I heard about Bell Labs from someone who had a summer job a couple of years earlier.  He said the people were smart and dedicated, and it was not a place where everybody went home at 5PM (that was an understatement!).  One of my professors knew someone there and gave them a call, so an interview was set up.  It was about a 2 hour drive from my home outside of Philadelphia, so I left three hours before the interview, ran into some traffic, and then got horribly lost (oh for a GPS!).  I got to the interview an hour and 15 minutes late and talked to an HR person who said, in effect, "It's a shame you came in today.  We hardly hire anyone, and we've already hired everyone we need for the summer.  But since you're here, we've arranged for your to have lunch with one of our busy researchers..."   I had a 2-hour lunch with Tom Crowley, and we really hit it off.  Tom then took me around and introduced me to people as "This is Steve who will be working with us this summer...".   Then he took me back to HR, where they effectively repeated their earlier message.  It was my first, but far from my last, experience with organizational incoherence.   But in any case, I got the job.  After the first summer, I was hooked...

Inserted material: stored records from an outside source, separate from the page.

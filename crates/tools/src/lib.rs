//! Tool provider adapters for AlzAssist.
//!
//! Each adapter implements the uniform [`Tool`](alzassist_core::tool::Tool)
//! contract over one external capability:
//!
//! - `query_papers`: the curated Alzheimer's corpus (primary)
//! - `search_external_literature`: Europe PMC (external, fallback only)
//! - `search_kg_nodes`, `query_kg_edges`, `get_node_details`,
//!   `get_node_neighbors`: the Alzheimer's knowledge graph
//! - `create_plot`: Vega-Lite plots of extracted data

pub mod corpus_search;
pub mod external_literature;
pub mod knowledge_graph;
pub mod plotting;

use std::sync::Arc;

use alzassist_config::AppConfig;
use alzassist_core::tool::ToolRegistry;

pub use corpus_search::CorpusSearchTool;
pub use external_literature::ExternalLiteratureTool;
pub use knowledge_graph::{GraphSource, KnowledgeGraph, KnowledgeGraphTool};
pub use plotting::PlottingTool;

/// Create the registry with every built-in tool.
///
/// Providers that are not configured (no corpus endpoint, no KG data
/// directory) are still registered; they answer with `Unavailable` so
/// the reasoner can observe the gap instead of never seeing the tool.
pub fn default_registry(config: &AppConfig) -> ToolRegistry {
    let mut registry = ToolRegistry::new();

    registry.register(Arc::new(CorpusSearchTool::new(&config.corpus)));
    registry.register(Arc::new(ExternalLiteratureTool::new(
        &config.external_literature,
    )));

    let graph = Arc::new(GraphSource::new(config.knowledge_graph.data_dir.clone()));
    for tool in KnowledgeGraphTool::all(graph) {
        registry.register(Arc::new(tool));
    }

    registry.register(Arc::new(PlottingTool::new(&config.plotting)));

    tracing::debug!(tools = registry.len(), "Tool registry built");
    registry
}

#[cfg(test)]
mod tests {
    use super::*;
    use alzassist_core::tool::ToolRole;

    #[test]
    fn default_registry_has_all_tools() {
        let registry = default_registry(&AppConfig::default());
        assert_eq!(registry.len(), 7);
        assert_eq!(registry.names_with_role(ToolRole::Primary), vec!["query_papers"]);
        assert_eq!(
            registry.names_with_role(ToolRole::External),
            vec!["search_external_literature"]
        );
        assert_eq!(registry.names_with_role(ToolRole::KnowledgeGraph).len(), 4);
        assert!(registry.contains("create_plot"));
    }

    #[test]
    fn definitions_use_function_calling_shape() {
        let registry = default_registry(&AppConfig::default());
        for def in registry.definitions() {
            assert_eq!(def.parameters["type"], "object", "{}", def.name);
            assert!(def.parameters["required"].is_array(), "{}", def.name);
            assert!(!def.description.is_empty());
        }
    }

    #[tokio::test]
    async fn unconfigured_knowledge_graph_is_unavailable() {
        let registry = default_registry(&AppConfig::default());
        let tool = registry.get("get_node_details").unwrap();
        let args = tool
            .spec()
            .validate(&serde_json::json!({"node_id": "HGNC:613"}))
            .unwrap();
        let err = tool.invoke(&args).await.unwrap_err();
        assert!(matches!(
            err,
            alzassist_core::error::ToolError::Unavailable { .. }
        ));
    }
}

It's probably worth pointing out that Xerox PARC soon became a serious competitor for computing talent, with almost no overlap with the labs in the computer area--they were a lisp shop and WYSIWYG text processing and such.  I had some very spirited discussions with PARC folks at conferences that were a lot of fun and very stimulating.  In the compiler area, IBM Yorktown Heights also did work much different from the Labs, and lead to lively debates at conferences.

Steve



----- Original Message -----
From:
"Larry McVoy" <lm@mcvoy.com>

To:
"The Eunuchs Hysterical Society" <tuhs@tuhs.org>
Cc:

Sent:
Wed, 28 Nov 2018 09:17:25 -0800
Subject:
[TUHS] stories


Ken's story got me thinking about stuff I would still like to learn
and his comment about "when I got to Bell Labs"... made me wonder
how did Ken, Dennis, Brian, Joe and the rest of the crew make their
way to Bell Labs?

When I was just starting out, Sun was sort of the Bell Labs of the
time (not that Sun was the same as Bell Labs but it was sort of
the center of the Unix universe in my mind). So I wanted to go
there and had to work at it a bit but I got there.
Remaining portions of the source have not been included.